Industry Insights | Under the Drive of Carbon Neutrality Policies, What is the Global Development Trend of the Photovoltaic Industry?

Compared to traditional fossil fuels and other clean energy sources, photovoltaic power generation has three major advantages: permanence, cleanliness, and flexibility. Solar energy is a relatively convenient source of clean energy, with abundant resources and easy distributed deployment. Currently, the technology is quite mature, and its widespread application has continuously improved the economic efficiency of photovoltaic power. Power generation does not require mechanical driving components, produces no noise, has stable power generation performance, high safety, simple maintenance, and low maintenance costs.

Photovoltaic power generation is a technology that uses the photovoltaic effect at semiconductor interfaces to directly convert light energy into electrical energy. In simpler terms, when photons from solar energy strike the metal of photovoltaic devices, the light's energy can be absorbed by an electron within the metal. When the energy absorbed by the electron is large enough to overcome the internal gravitational force of the metal and do work, it can leave the metal surface and become a photoelectron.

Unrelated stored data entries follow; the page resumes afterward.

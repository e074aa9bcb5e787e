// src/sources/browser.rs
//! Headless browser service (Browserless-style `/content` and `/screenshot`).
//! Slowest and priciest backend; single-page fetches run at high priority.

use async_trait::async_trait;
use serde_json::json;

use super::{PageBackend, ScrapedPage};
use crate::config::HEADLESS_BROWSER;
use crate::error::{ExtractError, ExtractResult};
use crate::limiter::{Priority, RateLimiterService};

pub const DEFAULT_BROWSER_URL: &str = "https://chrome.browserless.io";

const PNG_MAGIC: &[u8] = b"\x89PNG\r\n\x1a\n";

pub struct HeadlessBrowser {
    limiter: RateLimiterService,
    http: reqwest::Client,
    api_key: Option<String>,
    base_url: String,
}

impl HeadlessBrowser {
    pub fn from_env(limiter: RateLimiterService) -> Self {
        let base =
            super::env_key("BROWSER_API_URL").unwrap_or_else(|| DEFAULT_BROWSER_URL.to_string());
        Self::new(limiter, super::env_key("BROWSER_API_KEY"), base)
    }

    pub fn new(limiter: RateLimiterService, api_key: Option<String>, base_url: impl Into<String>) -> Self {
        Self {
            limiter,
            http: super::http_client(),
            api_key,
            base_url: base_url.into().trim_end_matches('/').to_string(),
        }
    }

    fn key(&self) -> ExtractResult<&str> {
        self.api_key
            .as_deref()
            .ok_or_else(|| ExtractError::MissingCredentials {
                provider: HEADLESS_BROWSER.into(),
            })
    }

    /// Fully rendered HTML after network idle.
    pub async fn content(&self, url: &str) -> ExtractResult<ScrapedPage> {
        let key = self.key()?;
        self.limiter
            .execute(HEADLESS_BROWSER, Priority::High, || self.content_once(key, url))
            .await
    }

    /// Viewport PNG of the page.
    pub async fn screenshot(&self, url: &str) -> ExtractResult<Vec<u8>> {
        let key = self.key()?;
        self.limiter
            .execute(HEADLESS_BROWSER, Priority::High, || self.screenshot_once(key, url))
            .await
    }

    async fn post(&self, key: &str, path: &str, body: serde_json::Value) -> ExtractResult<reqwest::Response> {
        let resp = self
            .http
            .post(format!("{}/{path}", self.base_url))
            .bearer_auth(key)
            .json(&body)
            .send()
            .await
            .map_err(|e| ExtractError::from_reqwest(HEADLESS_BROWSER, &e))?;
        super::ensure_success(HEADLESS_BROWSER, resp).await
    }

    async fn content_once(&self, key: &str, url: &str) -> ExtractResult<ScrapedPage> {
        let resp = self
            .post(
                key,
                "content",
                json!({ "url": url, "gotoOptions": { "waitUntil": "networkidle2" } }),
            )
            .await?;
        let html = resp
            .text()
            .await
            .map_err(|e| ExtractError::from_reqwest(HEADLESS_BROWSER, &e))?;
        validate_html(&html)?;
        Ok(ScrapedPage::new(html, url))
    }

    async fn screenshot_once(&self, key: &str, url: &str) -> ExtractResult<Vec<u8>> {
        let resp = self
            .post(
                key,
                "screenshot",
                json!({ "url": url, "options": { "type": "png", "fullPage": false } }),
            )
            .await?;
        let bytes = resp
            .bytes()
            .await
            .map_err(|e| ExtractError::from_reqwest(HEADLESS_BROWSER, &e))?;
        validate_png(&bytes)?;
        Ok(bytes.to_vec())
    }
}

fn validate_html(html: &str) -> ExtractResult<()> {
    let head: String = html.trim_start().chars().take(512).collect::<String>().to_ascii_lowercase();
    let looks_like_html =
        head.contains("<html") || head.contains("<!doctype") || head.contains("<body");
    if !looks_like_html {
        return Err(ExtractError::InvalidResponse(format!(
            "{HEADLESS_BROWSER}: response is not an html document"
        )));
    }
    Ok(())
}

fn validate_png(bytes: &[u8]) -> ExtractResult<()> {
    if bytes.starts_with(PNG_MAGIC) {
        Ok(())
    } else {
        Err(ExtractError::InvalidResponse(format!(
            "{HEADLESS_BROWSER}: screenshot is not a png ({} bytes)",
            bytes.len()
        )))
    }
}

#[async_trait]
impl PageBackend for HeadlessBrowser {
    async fn fetch_page(&self, url: &str) -> ExtractResult<ScrapedPage> {
        self.content(url).await
    }

    fn name(&self) -> &'static str {
        HEADLESS_BROWSER
    }

    fn is_available(&self) -> bool {
        self.api_key.is_some()
    }
}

What does the photovoltaic effect refer to?When light shines on a solar cell and is absorbed at the interface layer, photons with sufficient energy can excite electrons from covalent bonds in both P-type and N-type silicon, resulting in electron-hole pairs. Electrons near the interface layer and holes are separated before recombination by the electric field of space charge. Electrons move towards the positively charged N region, while holes move towards the negatively charged P region. Through the charge separation at the interface layer, an outward measurable voltage is generated between the P and N regions. At this time, electrodes can be added to both sides of the silicon wafer and connected to a voltmeter. The more electron-hole pairs generated by light shining on the interface layer, the greater the current. The more light energy absorbed by the interface layer, the larger the area of the solar cell, and thus the greater the current formed in the solar cell. When many cells are connected in series or parallel, they can form a solar cell array with a relatively large output power.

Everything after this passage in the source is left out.